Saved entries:

- - -

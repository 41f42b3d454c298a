// ==========================================
// 待打包订单发运系统 - 核心库
// ==========================================
// 技术栈: Rust + axum + SQLite
// 系统定位: CEDIS 后台（Excel 导入 → 暂存 → 按参考号合并 → 承运商下单）
// ==========================================

// ==========================================
// 模块声明
// ==========================================

// 领域层 - 实体与类型
pub mod domain;

// 导入层 - Excel/CSV 解析与字段映射
pub mod importer;

// 引擎层 - 按参考号合并
pub mod engine;

// 暂存层 - 会话级导入批次
pub mod staging;

// 发运层 - 承运商报文、重试与调度
pub mod dispatch;

// 补货完成 - CEDIS 拣货结果回传
pub mod fulfillment;

// 数据仓储层 - 发运台账
pub mod repository;

// 配置层 - config_kv
pub mod config;

// 数据库基础设施（连接初始化/PRAGMA/建表）
pub mod db;

// 日志系统
pub mod logging;

// API 层 - 业务接口
pub mod api;

// 应用层 - HTTP 路由与共享状态
pub mod app;

// ==========================================
// 重导出核心类型
// ==========================================

pub use domain::{
    DispatchReport, DispatchStatus, GroupOutcome, ImportRow, ShipmentGroup, StagedBatch,
};
pub use engine::aggregator::{group_by_reference, ItemCapacity};
pub use importer::{ImportError, ShipmentImporter, ShipmentImporterImpl};
pub use staging::StagingStore;
pub use dispatch::{CarrierService, Dispatcher, SoapCarrierClient};
pub use api::{ApiError, ShipmentApi};

// ==========================================
// 常量定义
// ==========================================

// 系统版本
pub const VERSION: &str = env!("CARGO_PKG_VERSION");

// 系统名称
pub const APP_NAME: &str = "待打包订单发运系统";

- - -

# Work required
The response must hold only the lines above from the line with "pub mod logging;" through the line with "pub use staging::StagingStore;", each copied exactly, both ends kept.

# Exercise response
pub mod logging;

// API 层 - 业务接口
pub mod api;

// 应用层 - HTTP 路由与共享状态
pub mod app;

// ==========================================
// 重导出核心类型
// ==========================================

pub use domain::{
    DispatchReport, DispatchStatus, GroupOutcome, ImportRow, ShipmentGroup, StagedBatch,
};
pub use engine::aggregator::{group_by_reference, ItemCapacity};
pub use importer::{ImportError, ShipmentImporter, ShipmentImporterImpl};
pub use staging::StagingStore;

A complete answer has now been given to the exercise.